Well, you got a one-to-many relationship here. Meaning one row in table1 can be related to 0-n rows in table2.
If you you group by the primary key of table1 you limit the result to one result row for each row in table one, by using GROUP_CONCAT(table2_col) you concatenate all matching rows of the table2_column with a separator which is comma by default.

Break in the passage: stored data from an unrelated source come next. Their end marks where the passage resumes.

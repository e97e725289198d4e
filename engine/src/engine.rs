// SPDX-FileCopyrightText: 2024 Jens Pitkänen <jens.pitkanen@helsinki.fi>
//
// SPDX-License-Identifier: GPL-3.0-or-later

use core::ops::ControlFlow;

use arrayvec::ArrayVec;
use platform::{thread_pool::ThreadPool, EngineCallbacks, Event, Instant, Platform};

use crate::{
    allocators::LinearAllocator,
    assets::{AssetLoader, EmbeddedProvider, Provider},
    input::{EventQueue, QueuedEvent},
    multithreading,
    renderer::DrawQueue,
};

#[cfg(feature = "audio")]
use crate::audio::{SoundMixer, SoundMixerLimits};

/// Parameters affecting the memory usage of the engine, used in
/// [`Engine::new`].
///
/// Note that while this does cover most persistent memory allocations made by
/// the engine during initialization, it doesn't (currently) cover everything.
/// For example, the memory required for loaded assets is entirely dependent
/// on what the game loads at runtime.
#[derive(Clone, Copy)]
pub struct EngineLimits {
    /// The size of the frame arena allocator, in bytes. The frame arena is
    /// used for per-frame memory allocations in rendering and other
    /// game-specific uses.
    ///
    /// Defaults to 8 MiB (`8 * 1024 * 1024`).
    pub frame_arena_size: usize,
    /// The maximum amount of quads [`DrawQueue`] can hold in a single frame.
    ///
    /// Defaults to 100,000.
    pub max_draw_quads: usize,
    /// Limits for the [`SoundMixer`], gated behind the `audio` feature.
    ///
    /// Defaults to [`SoundMixerLimits::DEFAULT`].
    #[cfg(feature = "audio")]
    pub audio: SoundMixerLimits,
}

impl EngineLimits {
    /// The default configuration for the engine, used in its unit tests.
    pub const DEFAULT: EngineLimits = EngineLimits {
        frame_arena_size: 8 * 1024 * 1024,
        max_draw_quads: 100_000,
        #[cfg(feature = "audio")]
        audio: SoundMixerLimits::DEFAULT,
    };
}

impl Default for EngineLimits {
    fn default() -> Self {
        EngineLimits::DEFAULT
    }
}

/// The top-level structure of the game engine which owns all the runtime
/// state of the game engine and has methods for running the engine.
pub struct Engine<'a> {
    /// Linear allocator for any frame-internal dynamic allocation needs.
    frame_arena: LinearAllocator<'a>,
    /// Thread pool for splitting compute-heavy workloads to multiple threads.
    thread_pool: ThreadPool,
    /// Asset names baked into the binary at compile time. The fallback tried
    /// last by [`Engine::asset_loader`], behind whatever providers the game
    /// passes in for that call.
    embedded_assets: EmbeddedProvider,
    /// Mixer for playing back audio, gated the same way the rest of the
    /// `audio` subsystem is.
    #[cfg(feature = "audio")]
    audio_mixer: SoundMixer,
    /// Queued up events from the platform layer. Discarded after being used by
    /// the game to trigger an action, or after a timeout if not.
    event_queue: EventQueue,
    /// How many quads [`DrawQueue`] can hold in a single frame.
    max_draw_quads: usize,
}

impl Engine<'_> {
    /// Creates a new instance of the engine.
    ///
    /// - `platform`: the platform implementation to be used for this instance
    ///   of the engine.
    /// - `arena`: an arena for all the persistent memory the engine requires.
    /// - `limits`: defines the limits for the various subsystems of the
    ///   engine, for dialing in the appropriate tradeoffs between memory usage
    ///   and game requirements.
    /// - `embedded_assets`: a `(name, bytes)` table of assets baked into the
    ///   binary, e.g. via `include_bytes!`. Resolved by [`Engine::asset_loader`]
    ///   behind whatever providers the game supplies for that call.
    pub fn new(
        platform: &dyn Platform,
        arena: &'static LinearAllocator,
        limits: EngineLimits,
        embedded_assets: &'static [(&'static str, &'static [u8])],
    ) -> Self {
        let thread_pool = multithreading::create_thread_pool(arena, platform, 1)
            .expect("engine arena should have enough memory for the thread pool");

        let frame_arena = LinearAllocator::new(arena, limits.frame_arena_size)
            .expect("should have enough memory for the frame arena");

        #[cfg(feature = "audio")]
        let audio_mixer = SoundMixer::new(limits.audio, platform);

        Engine {
            frame_arena,
            thread_pool,
            embedded_assets: EmbeddedProvider::new(embedded_assets),
            #[cfg(feature = "audio")]
            audio_mixer,
            event_queue: ArrayVec::new(),
            max_draw_quads: limits.max_draw_quads,
        }
    }

    /// Builds an [`AssetLoader`] chaining `game_providers` (in order) ahead of
    /// the engine's own compiled-in [`EmbeddedProvider`], so a game's
    /// directory or zip-pack providers take priority over it.
    pub fn asset_loader<'e>(&'e self, game_providers: &[&'e dyn Provider]) -> AssetLoader<'e> {
        let mut loader = AssetLoader::new();
        for provider in game_providers {
            loader.add_provider(*provider);
        }
        loader.add_provider(&self.embedded_assets as &dyn Provider);
        loader
    }

    /// The mixer used to play back audio. See spec component 4.G.
    #[cfg(feature = "audio")]
    pub fn audio_mixer(&self) -> &SoundMixer {
        &self.audio_mixer
    }

    /// The thread pool used for splitting up compute-heavy per-frame work,
    /// e.g. [`crate::multithreading::parallelize`].
    pub fn thread_pool(&mut self) -> &mut ThreadPool {
        &mut self.thread_pool
    }
}

impl EngineCallbacks for Engine<'_> {
    type InitParams = ();
    type Arena = ();

    fn init(&mut self, _params: (), _arena: &mut ()) {}

    fn run_frame(&mut self, platform: &dyn Platform) -> ControlFlow<Option<()>> {
        let timestamp = platform.now();
        self.frame_arena.reset();

        let scale_factor = platform.draw_scale_factor();
        let mut draw_queue =
            DrawQueue::new(&self.frame_arena, self.max_draw_quads, scale_factor).unwrap();

        #[cfg(feature = "audio")]
        self.audio_mixer.update();

        // The rest of a frame's work (stepping game state, queuing sprites
        // into `draw_queue`) is up to the game using this engine; this is
        // just the plumbing that has to run every frame regardless.

        let timestamp = timestamp
            .duration_since(Instant::reference())
            .unwrap_or_default();
        self.event_queue.retain(|queued| !queued.timed_out(timestamp));

        draw_queue.dispatch_draw(&self.frame_arena, platform);

        ControlFlow::Continue(())
    }

    fn event(&mut self, event: Event, timestamp: Instant) {
        match event {
            Event::DigitalInputPressed(..) | Event::DigitalInputReleased(..) => {
                self.event_queue.push(QueuedEvent {
                    event,
                    timestamp: timestamp
                        .duration_since(Instant::reference())
                        .unwrap_or_default(),
                });
            }
        }
    }
}

#[cfg(test)]
mod tests {
    use platform::{ActionCategory, EngineCallbacks, Event, Platform};

    use crate::{
        allocators::LinearAllocator,
        input::{ActionKind, ActionState, InputDeviceState},
        static_allocator,
        test_platform::TestPlatform,
    };

    use super::{Engine, EngineLimits};

    #[repr(usize)]
    enum TestAction {
        Act,
        _Count,
    }

    /// Initializes the engine and simulates 4 seconds of running the engine,
    /// with a burst of mashing the "ActPrimary" button in the middle, driving
    /// a sound through the mixer whenever the action is pressed.
    fn run_smoke_test(platform: &TestPlatform, persistent_arena: &'static LinearAllocator) {
        let device = platform.input_devices()[0];
        let button = platform
            .default_button_for_action(ActionCategory::ActPrimary, device)
            .unwrap();

        let mut engine = Engine::new(platform, persistent_arena, EngineLimits::DEFAULT, &[]);

        let mut input = InputDeviceState {
            device,
            actions: [ActionState {
                kind: ActionKind::Instant,
                mapping: Some(button),
                disabled: false,
                pressed: false,
            }],
        };

        #[cfg(feature = "audio")]
        let sfx_group = engine.audio_mixer().add_group("sfx");

        let fps = 10;
        for current_frame in 0..(4 * fps) {
            platform.set_elapsed_millis(current_frame * 1000 / fps);

            if 2 * fps < current_frame && current_frame < 3 * fps {
                // every three frames, either press down or release the button
                if current_frame % 3 == 0 {
                    engine.event(
                        if current_frame % 2 == 0 {
                            Event::DigitalInputPressed(device, button)
                        } else {
                            Event::DigitalInputReleased(device, button)
                        },
                        platform.now(),
                    );
                }
            }

            input.update(&mut engine.event_queue);
            #[cfg(feature = "audio")]
            if input.actions[TestAction::Act as usize].pressed {
                let _ = engine
                    .audio_mixer()
                    .play_one_shot("beep.wav", short_beep(), sfx_group);
            }
            #[cfg(not(feature = "audio"))]
            let _ = input.actions[TestAction::Act as usize].pressed;

            engine.run_frame(platform);
        }
    }

    #[cfg(feature = "audio")]
    fn short_beep() -> &'static [u8] {
        // A minimal valid mono 16-bit PCM WAV file, built once and leaked for
        // the `'static` lifetime `SoundMixer::play_one_shot` requires.
        fn make_wav(frames: &[i16]) -> std::vec::Vec<u8> {
            let data_len = frames.len() * 2;
            let mut out = std::vec::Vec::new();
            out.extend_from_slice(b"RIFF");
            out.extend_from_slice(&((36 + data_len) as u32).to_le_bytes());
            out.extend_from_slice(b"WAVE");
            out.extend_from_slice(b"fmt ");
            out.extend_from_slice(&16u32.to_le_bytes());
            out.extend_from_slice(&1u16.to_le_bytes());
            out.extend_from_slice(&1u16.to_le_bytes());
            out.extend_from_slice(&44100u32.to_le_bytes());
            out.extend_from_slice(&(44100 * 2).to_le_bytes());
            out.extend_from_slice(&2u16.to_le_bytes());
            out.extend_from_slice(&16u16.to_le_bytes());
            out.extend_from_slice(b"data");
            out.extend_from_slice(&(data_len as u32).to_le_bytes());
            for frame in frames {
                out.extend_from_slice(&frame.to_le_bytes());
            }
            out
        }
        let frames: std::vec::Vec<i16> = (0..256).map(|i| i as i16).collect();
        std::boxed::Box::leak(make_wav(&frames).into_boxed_slice())
    }

    #[test]
    #[cfg(not(target_os = "emscripten"))]
    fn smoke_test_multithreaded() {
        static PERSISTENT_ARENA: &LinearAllocator = static_allocator!(64 * 1024 * 1024);
        run_smoke_test(&TestPlatform::new(true), PERSISTENT_ARENA);
    }

    #[test]
    #[ignore = "the emscripten target doesn't support multithreading"]
    #[cfg(target_os = "emscripten")]
    fn smoke_test_multithreaded() {}

    #[test]
    fn smoke_test_singlethreaded() {
        static PERSISTENT_ARENA: &LinearAllocator = static_allocator!(64 * 1024 * 1024);
        run_smoke_test(&TestPlatform::new(false), PERSISTENT_ARENA);
    }
}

Play with the following queries:
SELECT
t1.*,
GROUP_CONCAT(t2.content_id) AS content_ids,
GROUP_CONCAT(t2.title) AS content_titles
FROM
news_categories t1
LEFT JOIN news_content t2 ON t2.cat_ids = t1.cat_id
GROUP BY t1.cat_id
Or
SELECT
t1.*,
t2.*
FROM
news_categories t1
LEFT JOIN news_content t2 ON t2.cat_ids = t1.cat_id
I recommend to write out the columns you want, instead of using .*
EDIT
To separate the concatenated values in php have a look at explode
You fetch the data as usual e.g.
$result = mysqli_query( $query );
while ( $row = mysqli_fetch_assoc( $result ) ) {
print_r( $row );
}
Have a look at this examples
GROUP_CONCAT(t2.content_id), why notGROUP_CONCAT(t2.title)?